**Task goal:** Note each line in the data below that holds "async", and copy it.

**Records shown:**
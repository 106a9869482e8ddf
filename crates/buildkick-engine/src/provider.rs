//! Discovery of build configurations and their steps
//!
//! One list request, then one detail request per configuration. Any failure
//! aborts discovery; a run never works from a partial catalog.

use buildkick_client::{BuildTypeDetail, BuildTypeList, CiTransport, RestPaths, decode};
use buildkick_report::{ArtifactSlot, DebugArtifacts};
use buildkick_utils::error::BuildKickError;
use buildkick_utils::types::BuildConfig;
use tracing::debug;

/// Fetch every configuration in server order.
///
/// # Errors
///
/// Returns `BuildKickError::Transport` when a request fails,
/// `BuildKickError::MalformedResponse` when a body does not decode, and
/// `BuildKickError::Artifact` when a debug snapshot cannot be written.
pub async fn fetch_all(
    transport: &dyn CiTransport,
    paths: &RestPaths,
    artifacts: &DebugArtifacts,
) -> Result<Vec<BuildConfig>, BuildKickError> {
    let address = paths.build_types();
    let list: BuildTypeList = get(transport, artifacts, ArtifactSlot::BuildTypes, &address).await?;
    debug!("Discovered {} build config ids", list.build_types.len());

    let mut configs = Vec::with_capacity(list.build_types.len());
    for id in list.ids() {
        configs.push(fetch_one(transport, paths, artifacts, id).await?);
    }
    Ok(configs)
}

async fn fetch_one(
    transport: &dyn CiTransport,
    paths: &RestPaths,
    artifacts: &DebugArtifacts,
    id: String,
) -> Result<BuildConfig, BuildKickError> {
    let address = paths.build_type(&id);
    let detail: BuildTypeDetail =
        get(transport, artifacts, ArtifactSlot::BuildType, &address).await?;
    Ok(BuildConfig::new(id, detail.into_steps()))
}

async fn get<T: serde::de::DeserializeOwned>(
    transport: &dyn CiTransport,
    artifacts: &DebugArtifacts,
    slot: ArtifactSlot,
    address: &str,
) -> Result<T, BuildKickError> {
    debug!("Address: '{address}'");
    artifacts.record_request(slot, address)?;
    let body = transport.get_json(address).await?;
    artifacts.record_result(slot, Some(&body))?;
    Ok(decode(address, &body)?)
}

#[cfg(test)]
mod tests {
    use super::*;
    use crate::fake::{FakeTransport, paths};
    use buildkick_redaction::CredentialRedactor;
    use camino::Utf8PathBuf;

    #[tokio::test]
    async fn test_fetch_all_keeps_server_order() {
        let fake = FakeTransport::with_catalog(&[
            ("Zeta", &[("s1", "Build", "MSBuild", false)]),
            ("alpha", &[]),
            (
                "Mid",
                &[("s1", "Run", "simpleRunner", false), ("s2", "Off", "simpleRunner", true)],
            ),
        ]);

        let configs = fetch_all(&fake, &paths(), &DebugArtifacts::disabled())
            .await
            .unwrap();

        let ids: Vec<_> = configs.iter().map(|c| c.id.as_str()).collect();
        assert_eq!(ids, vec!["Zeta", "alpha", "Mid"]);
        assert!(configs[1].steps.is_empty());
        assert!(configs[2].steps[1].natively_disabled);
        assert!(configs.iter().all(|c| !c.do_not_run));
        assert_eq!(fake.count("GET"), 4);
    }

    #[tokio::test]
    async fn test_missing_steps_object_means_no_steps() {
        let p = paths();
        let fake = FakeTransport::new()
            .reply("GET", &p.build_types(), r#"{"buildType":[{"id":"A"}]}"#)
            .reply("GET", &p.build_type("A"), r#"{"id":"A"}"#);

        let configs = fetch_all(&fake, &p, &DebugArtifacts::disabled())
            .await
            .unwrap();
        assert_eq!(configs.len(), 1);
        assert!(configs[0].steps.is_empty());
    }

    #[tokio::test]
    async fn test_malformed_list_aborts() {
        let p = paths();
        let fake = FakeTransport::new().reply("GET", &p.build_types(), "<html>Log in</html>");

        let err = fetch_all(&fake, &p, &DebugArtifacts::disabled())
            .await
            .unwrap_err();
        match err {
            BuildKickError::MalformedResponse(e) => assert_eq!(e.address, p.build_types()),
            other => panic!("unexpected error {other:?}"),
        }
        assert_eq!(fake.calls().len(), 1);
    }

    #[tokio::test]
    async fn test_one_failing_detail_aborts_everything() {
        let p = paths();
        let fake = FakeTransport::new()
            .reply("GET", &p.build_types(), r#"{"buildType":[{"id":"A"},{"id":"B"},{"id":"C"}]}"#)
            .reply("GET", &p.build_type("A"), r#"{"id":"A"}"#)
            .fail("GET", &p.build_type("B"), 500);

        let err = fetch_all(&fake, &p, &DebugArtifacts::disabled())
            .await
            .unwrap_err();
        assert!(matches!(err, BuildKickError::Transport(_)));
        assert!(!fake.calls().iter().any(|c| c.address == p.build_type("C")));
    }

    #[tokio::test]
    async fn test_step_without_type_is_malformed() {
        let p = paths();
        let fake = FakeTransport::new()
            .reply("GET", &p.build_types(), r#"{"buildType":[{"id":"A"}]}"#)
            .reply("GET", &p.build_type("A"), r#"{"steps":{"step":[{"id":"s1","name":"n"}]}}"#);

        let err = fetch_all(&fake, &p, &DebugArtifacts::disabled())
            .await
            .unwrap_err();
        assert!(matches!(err, BuildKickError::MalformedResponse(_)));
    }

    #[tokio::test]
    async fn test_snapshots_first_detail_only() {
        let dir = tempfile::tempdir().unwrap();
        let artifacts = DebugArtifacts::new(
            Utf8PathBuf::from_path_buf(dir.path().to_path_buf()).unwrap(),
            CredentialRedactor::new(),
        );
        let fake = FakeTransport::with_catalog(&[("A", &[]), ("B", &[])]);

        fetch_all(&fake, &paths(), &artifacts).await.unwrap();

        assert_eq!(
            artifacts.written_names(),
            vec![
                "build-type.result.json",
                "build-type.txt",
                "build-types.result.json",
                "build-types.txt",
            ]
        );
        let detail = std::fs::read_to_string(dir.path().join("build-type.result.json")).unwrap();
        assert!(detail.contains("\"A\""));
    }
}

**Solution:**
pub async fn fetch_all(
async fn fetch_one(
async fn get<T: serde::de::DeserializeOwned>(
    async fn test_fetch_all_keeps_server_order() {
    async fn test_missing_steps_object_means_no_steps() {
    async fn test_malformed_list_aborts() {
    async fn test_one_failing_detail_aborts_everything() {
    async fn test_step_without_type_is_malformed() {
    async fn test_snapshots_first_detail_only() {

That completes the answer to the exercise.